December 07, 2007

The Truth Of It Is...

I think it's time I faced the music.

I have a confession to make.

As well as eating of the humble pie.

I followed a link someone had to me the other day only to discover the category they had me in. It was a first for me. It was a sign of the times. It was the best of times, it was the worst of times - oh wait. Someone else already went down that route.

Said category I was in was "Mommy Blogger".

And, well, I guess it was accurate.

I used to smirk at those women who wrote about their kids. Mommy blogger! was the implication. Don't you have a life? Jesus Christ, go back to the Mayfair! (yeah I don't know what the whole "Puritan" and "Mommy blogger" connection is there, just go with it.)

In many blogging circles the term "Mommy blogger" is the ultimate insult. It had an implication of being unserious about writing. To some, "mommy blogger" was used to infer the worst kind of insult -

"Botox user!"

"Racist sympathizer!"

"Squirrel shagger!"

"Oh yeah? Well you're a MOMMY BLOGGER!"

(Pause for collective gasp of horror.)

See, as a non-mommy blogger I had a life, complete with matching job, boy and vibrator (it comes in a cute tartan pattern. The vibrator, not the boy.) I have a dog, too. Non-mommy bloggers have dogs. Mommy bloggers have Diaper Genies, SUVs and practical shoes. They don't have lives. They also have hoardes of people who read them who are also mommies, albeit perhaps without the blogs.

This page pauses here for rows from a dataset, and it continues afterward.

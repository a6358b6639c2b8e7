//! Hand gesture control signals: landmark frames in, smoothed rotation, scale and
//! speed out.

pub mod config;
pub mod error;
pub mod gesture;
pub mod pipeline;
pub mod resolver;
pub mod smoother;
pub mod types;

pub use config::GestureConfig;
pub use error::{ConfigError, TrackingError};
pub use pipeline::{GestureController, PoseDetector, ScriptedDetector};
pub use types::{ControlOutputs, ControlTargets, GestureState, LandmarkFrame, TrackingStatus};
use std::{
    sync::{
        Arc,
        atomic::{AtomicBool, Ordering},
    },
    thread,
    time::{Duration, Instant},
};

use crossbeam_channel::{Receiver, RecvTimeoutError};

use super::{recv_latest_frame, shared::SensorState};
use crate::{
    gesture::GestureClassifier,
    resolver::TargetResolver,
    types::{ControlTargets, GestureState, LandmarkFrame},
};

// How long the worker waits for a frame before re-checking the stop flag.
const STOP_POLL_INTERVAL: Duration = Duration::from_millis(50);

/// Classify + resolve for one detection, writing the result into shared state.
///
/// Owns the only writable copy of the targets while tracking is active.
pub struct SensorStage {
    classifier: GestureClassifier,
    resolver: TargetResolver,
    shared: Arc<SensorState>,
    targets: ControlTargets,
    last_frame_at: Option<Instant>,
}

impl SensorStage {
    pub(crate) fn new(
        classifier: GestureClassifier,
        resolver: TargetResolver,
        shared: Arc<SensorState>,
    ) -> Self {
        let targets = shared.targets();
        Self {
            classifier,
            resolver,
            shared,
            targets,
            last_frame_at: None,
        }
    }

    /// Standalone stage with its own state, for driving the pipeline by hand.
    pub fn detached(classifier: GestureClassifier, resolver: TargetResolver) -> Self {
        Self::new(classifier, resolver, Arc::new(SensorState::new()))
    }

    pub fn targets(&self) -> ControlTargets {
        self.targets
    }

    /// Processes one detection cycle. `None` is an explicit "no hand" signal.
    ///
    /// The interval since the previous frame is passed to the resolver so decay
    /// keeps its pace when the detector drops or bunches frames.
    pub fn process(&mut self, frame: Option<&LandmarkFrame>) -> Option<GestureState> {
        let dt_hint = match (frame, self.last_frame_at) {
            (Some(frame), Some(last)) => Some(frame.timestamp.saturating_duration_since(last)),
            _ => None,
        };
        if let Some(frame) = frame {
            self.last_frame_at = Some(frame.timestamp);
        }

        let gesture = self.classifier.classify(frame);
        self.targets = self
            .resolver
            .resolve(self.targets, gesture.as_ref(), dt_hint);
        self.shared.publish(&self.targets, gesture.as_ref());
        gesture
    }

    /// Drops back to neutral targets and forgets the last frame time.
    pub fn reset(&mut self) {
        self.targets = ControlTargets::NEUTRAL;
        self.last_frame_at = None;
        self.shared.reset();
    }
}

#[derive(Debug)]
pub(crate) struct SensorWorker {
    stop: Arc<AtomicBool>,
    handle: Option<thread::JoinHandle<()>>,
}

impl SensorWorker {
    pub fn spawn(mut stage: SensorStage, frame_rx: Receiver<LandmarkFrame>) -> Self {
        let stop = Arc::new(AtomicBool::new(false));
        let stop_flag = stop.clone();

        let handle = thread::spawn(move || {
            let mut processed: u64 = 0;
            while !stop_flag.load(Ordering::Relaxed) {
                let frame = match recv_latest_frame(&frame_rx, STOP_POLL_INTERVAL) {
                    Ok(frame) => frame,
                    Err(RecvTimeoutError::Timeout) => continue,
                    Err(RecvTimeoutError::Disconnected) => {
                        log::info!("pose detector stream closed after {processed} frames");
                        // Still the only writer until this thread returns.
                        stage.reset();
                        break;
                    }
                };
                stage.process(Some(&frame));
                processed += 1;
            }
        });

        Self {
            stop,
            handle: Some(handle),
        }
    }

    pub fn is_running(&self) -> bool {
        self.handle
            .as_ref()
            .map(|handle| !handle.is_finished())
            .unwrap_or(false)
    }

    pub fn stop(mut self) {
        self.shutdown();
    }

    fn shutdown(&mut self) {
        self.stop.store(true, Ordering::SeqCst);
        if let Some(handle) = self.handle.take() {
            if handle.join().is_err() {
                log::error!("sensor worker panicked");
            }
        }
    }
}

impl Drop for SensorWorker {
    fn drop(&mut self) {
        self.shutdown();
    }
}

And although I wanted to be a mommy, I most definitely did not want to be a mommy blogger. Mommy bloggers were the disdain of the non-mommy blogging community. That, and mommy bloggers had posses who would kick your ass without using spellcheck. Best to avoid that sitch.

Then I got pregnant. It's not like it was an accident, it was something I had been trying to do for a great big long goddamn time. Once pregnant, I found (especially towards the end) that all I had to talk about was the pregnancy. But the truth is, I write about whatever's occupying my mind. I had a rough pregnancy. I had a twin pregnancy. I spent a lot of time peeing in bathtubs. It kinda' makes you think about one subject a lot.

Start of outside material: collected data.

use std::time::Duration;

use crate::{
    config::ResolverConfig,
    types::{ControlTargets, GestureState, TrackingStatus},
};

/// Turns the latest classification into control targets.
///
/// Pinch scale and fist speed are assigned directly; only the relaxation back to
/// neutral is decayed here. Everything else is left to the render-side smoother.
#[derive(Clone, Debug, Default)]
pub struct TargetResolver {
    cfg: ResolverConfig,
}

impl TargetResolver {
    pub fn new(cfg: ResolverConfig) -> Self {
        Self { cfg }
    }

    pub fn config(&self) -> &ResolverConfig {
        &self.cfg
    }

    pub fn resolve(
        &self,
        prev: ControlTargets,
        gesture: Option<&GestureState>,
        dt_hint: Option<Duration>,
    ) -> ControlTargets {
        let Some(gesture) = gesture else {
            // No new directional information; keep rotation, relax the rest.
            let rate = self.rate_for(self.cfg.search_decay, dt_hint);
            return ControlTargets {
                scale: decay_toward(prev.scale, 1.0, rate),
                speed_multiplier: decay_toward(prev.speed_multiplier, 1.0, rate),
                ..prev
            };
        };

        let scale = if gesture.pinch_active {
            1.0 + gesture.pinch_intensity.clamp(0.0, 1.0) * self.cfg.max_pinch_boost
        } else {
            let rate = self.rate_for(self.cfg.release_decay, dt_hint);
            decay_toward(prev.scale, 1.0, rate)
        };

        let speed_multiplier = if gesture.fist_active {
            self.cfg.speed_boost
        } else {
            1.0
        };

        ControlTargets {
            rot_x: gesture.hand_center.y * self.cfg.rotation_gain_x,
            rot_y: gesture.hand_center.x * self.cfg.rotation_gain_y,
            scale: scale.clamp(1.0, 1.0 + self.cfg.max_pinch_boost),
            speed_multiplier: speed_multiplier.max(1.0),
        }
    }

    /// Rescales a per-tick rate for a detector interval of `dt`.
    ///
    /// `dt == nominal_interval` (or no hint) applies `rate` unchanged; the ratio is
    /// capped at `max_catch_up` so a stalled detector cannot snap to neutral.
    fn rate_for(&self, rate: f32, dt_hint: Option<Duration>) -> f32 {
        let Some(dt) = dt_hint else {
            return rate;
        };
        let nominal = self.cfg.nominal_interval.as_secs_f32();
        if nominal <= 0.0 {
            return rate;
        }
        let ticks = (dt.as_secs_f32() / nominal).clamp(0.0, self.cfg.max_catch_up);
        1.0 - (1.0 - rate).powf(ticks)
    }

    /// Resolver calls without a hand after which a target at `from` is within
    /// `tolerance` of neutral.
    pub fn ticks_to_neutral(&self, from: f32, tolerance: f32) -> u32 {
        ticks_to_settle(self.cfg.search_decay, (from - 1.0).abs(), tolerance)
    }
}

pub fn status_for(gesture: Option<&GestureState>, tracking: bool) -> TrackingStatus {
    match gesture {
        Some(g) => TrackingStatus::derive(tracking, true, g.pinch_active, g.fist_active),
        None => TrackingStatus::derive(tracking, false, false, false),
    }
}

pub(crate) fn decay_toward(current: f32, target: f32, rate: f32) -> f32 {
    current + (target - current) * rate
}

/// Ticks of geometric decay at `rate` needed to shrink `gap` below `tolerance`.
pub fn ticks_to_settle(rate: f32, gap: f32, tolerance: f32) -> u32 {
    if gap <= tolerance {
        return 0;
    }
    if rate >= 1.0 {
        return 1;
    }
    let keep = (1.0 - rate as f64).ln();
    ((tolerance as f64 / gap as f64).ln() / keep).ceil() as u32
}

And now I have my babies. I have them here and time is flying and in no time I'll be back to work and my children will be supplying me with dodgy looking desserts from their Ea-z Bake Ovens and performing complicated trigonometry. But until all that starts, I am home with them. Some days it's just me and them and I love that. Some days it's all four of us at home and I love that too. But work, there's no room for that in my thoughts just now, not just because I'm on maternity leave, but because at work there's been a huge re-organization, I'm not sure where my work will lie, and if I think about it I'll just get stressed out. So I spare my brain power.

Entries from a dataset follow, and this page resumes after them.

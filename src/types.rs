use std::time::Instant;

use serde::Deserialize;

pub const NUM_LANDMARKS: usize = 21;

#[derive(Clone, Copy, Debug, Default, PartialEq, Deserialize)]
pub struct Landmark {
    pub x: f32,
    pub y: f32,
    #[serde(default)]
    pub z: Option<f32>,
}

impl Landmark {
    pub fn new(x: f32, y: f32) -> Self {
        Self { x, y, z: None }
    }

    /// Distance in the image plane; depth is ignored.
    pub fn planar_distance(&self, other: &Landmark) -> f32 {
        let dx = self.x - other.x;
        let dy = self.y - other.y;
        (dx * dx + dy * dy).sqrt()
    }
}

#[derive(Clone, Debug, PartialEq, Deserialize)]
pub struct Hand {
    pub landmarks: Vec<Landmark>,
    #[serde(default = "default_hand_score")]
    pub score: f32,
}

fn default_hand_score() -> f32 {
    1.0
}

impl Hand {
    pub fn new(landmarks: Vec<Landmark>) -> Self {
        Self {
            landmarks,
            score: default_hand_score(),
        }
    }

    pub fn with_score(mut self, score: f32) -> Self {
        self.score = score;
        self
    }
}

/// One detector output. An empty `hands` list is the explicit "no hand" signal.
#[derive(Clone, Debug)]
pub struct LandmarkFrame {
    pub hands: Vec<Hand>,
    pub timestamp: Instant,
}

impl LandmarkFrame {
    pub fn new(hands: Vec<Hand>) -> Self {
        Self {
            hands,
            timestamp: Instant::now(),
        }
    }

    pub fn empty() -> Self {
        Self::new(Vec::new())
    }

    pub fn single(hand: Hand) -> Self {
        Self::new(vec![hand])
    }

    pub fn primary_hand(&self) -> Option<&Hand> {
        self.hands.first()
    }
}

#[derive(Clone, Copy, Debug, Default, PartialEq)]
pub struct HandCenter {
    pub x: f32,
    pub y: f32,
}

#[derive(Clone, Copy, Debug, PartialEq)]
pub struct GestureState {
    pub pinch_active: bool,
    pub fist_active: bool,
    pub pinch_intensity: f32,
    pub hand_center: HandCenter,
}

#[derive(Clone, Copy, Debug, PartialEq)]
pub struct ControlTargets {
    pub rot_x: f32,
    pub rot_y: f32,
    pub scale: f32,
    pub speed_multiplier: f32,
}

impl ControlTargets {
    pub const NEUTRAL: ControlTargets = ControlTargets {
        rot_x: 0.0,
        rot_y: 0.0,
        scale: 1.0,
        speed_multiplier: 1.0,
    };
}

impl Default for ControlTargets {
    fn default() -> Self {
        Self::NEUTRAL
    }
}

#[derive(Clone, Copy, Debug, PartialEq)]
pub struct ControlOutputs {
    pub rot_x: f32,
    pub rot_y: f32,
    pub scale: f32,
    pub speed: f32,
}

impl ControlOutputs {
    pub const NEUTRAL: ControlOutputs = ControlOutputs {
        rot_x: 0.0,
        rot_y: 0.0,
        scale: 1.0,
        speed: 1.0,
    };
}

impl Default for ControlOutputs {
    fn default() -> Self {
        Self::NEUTRAL
    }
}

/// Glow intensities the renderer derives from the smoothed outputs.
#[derive(Clone, Copy, Debug, Default, PartialEq)]
pub struct Energy {
    pub boost: f32,
    pub pinch: f32,
    pub level: f32,
}

impl Energy {
    const SPEED_SPAN: f32 = 3.5;
    const SCALE_SPAN: f32 = 0.9;

    pub fn from_outputs(outputs: &ControlOutputs) -> Self {
        let boost = ((outputs.speed - 1.0) / Self::SPEED_SPAN).clamp(0.0, 1.0);
        let pinch = ((outputs.scale - 1.0) / Self::SCALE_SPAN).clamp(0.0, 1.0);
        let level = (pinch * 0.7 + boost * 0.9).clamp(0.0, 1.0);
        Self {
            boost,
            pinch,
            level,
        }
    }
}

#[derive(Clone, Copy, Debug, PartialEq, Eq, Hash)]
pub enum TrackingStatus {
    Idle,
    Searching,
    Tracking,
    Pinch,
    FistBoost,
    PinchAndFist,
    Error,
    Denied,
}

impl TrackingStatus {
    /// Level-triggered: a pure function of the latest classification flags.
    pub fn derive(tracking: bool, hand_present: bool, pinch: bool, fist: bool) -> Self {
        if !tracking {
            return TrackingStatus::Idle;
        }
        if !hand_present {
            return TrackingStatus::Searching;
        }
        match (pinch, fist) {
            (true, true) => TrackingStatus::PinchAndFist,
            (false, true) => TrackingStatus::FistBoost,
            (true, false) => TrackingStatus::Pinch,
            (false, false) => TrackingStatus::Tracking,
        }
    }

    pub fn label(&self) -> &'static str {
        match self {
            TrackingStatus::Idle => "IDLE",
            TrackingStatus::Searching => "SEARCHING...",
            TrackingStatus::Tracking => "TRACKING",
            TrackingStatus::Pinch => "PINCH",
            TrackingStatus::FistBoost => "FIST BOOST",
            TrackingStatus::PinchAndFist => "PINCH + FIST",
            TrackingStatus::Error => "ERROR",
            TrackingStatus::Denied => "DENIED / ERROR",
        }
    }
}

/// Short user-facing messages for whatever UI hosts the controller.
#[derive(Clone, Debug, PartialEq, Eq)]
pub enum Notice {
    RequestingCamera,
    CameraReady,
    CameraBlocked,
    HandLibsMissing,
    TrackingStopped,
}

impl Notice {
    pub fn message(&self) -> &'static str {
        match self {
            Notice::RequestingCamera => "Requesting camera…",
            Notice::CameraReady => "Camera OK.\nPinch = resize • Fist = speed",
            Notice::CameraBlocked => "Camera blocked or unavailable",
            Notice::HandLibsMissing => "Hand libs not loaded",
            Notice::TrackingStopped => "Tracking stopped",
        }
    }
}

#[cfg(test)]
mod tests {
    use super::*;

    #[test]
    fn status_is_recomputed_from_flags() {
        assert_eq!(
            TrackingStatus::derive(false, true, true, true),
            TrackingStatus::Idle
        );
        assert_eq!(
            TrackingStatus::derive(true, false, true, true),
            TrackingStatus::Searching
        );
        assert_eq!(
            TrackingStatus::derive(true, true, false, false),
            TrackingStatus::Tracking
        );
        assert_eq!(
            TrackingStatus::derive(true, true, true, false),
            TrackingStatus::Pinch
        );
        assert_eq!(
            TrackingStatus::derive(true, true, false, true),
            TrackingStatus::FistBoost
        );
        assert_eq!(
            TrackingStatus::derive(true, true, true, true),
            TrackingStatus::PinchAndFist
        );
    }

    #[test]
    fn energy_is_zero_at_rest_and_saturates() {
        assert_eq!(Energy::from_outputs(&ControlOutputs::NEUTRAL), Energy::default());

        let hot = Energy::from_outputs(&ControlOutputs {
            rot_x: 0.0,
            rot_y: 0.0,
            scale: 1.95,
            speed: 4.0,
        });
        assert_eq!(hot.pinch, 1.0);
        assert!((hot.boost - 3.0 / 3.5).abs() < 1e-6);
        assert_eq!(hot.level, 1.0);
    }
}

My blog has always been about what's on my mind. There are a few topics I can't discuss here - I talk about Angus' and my disagreements, but there are limits to what I can or should discuss. I can't talk about my family visits because The Others in my family read this site, and I am just not interested in getting my father and stepmother in trouble. I'm not working so I don't talk about work.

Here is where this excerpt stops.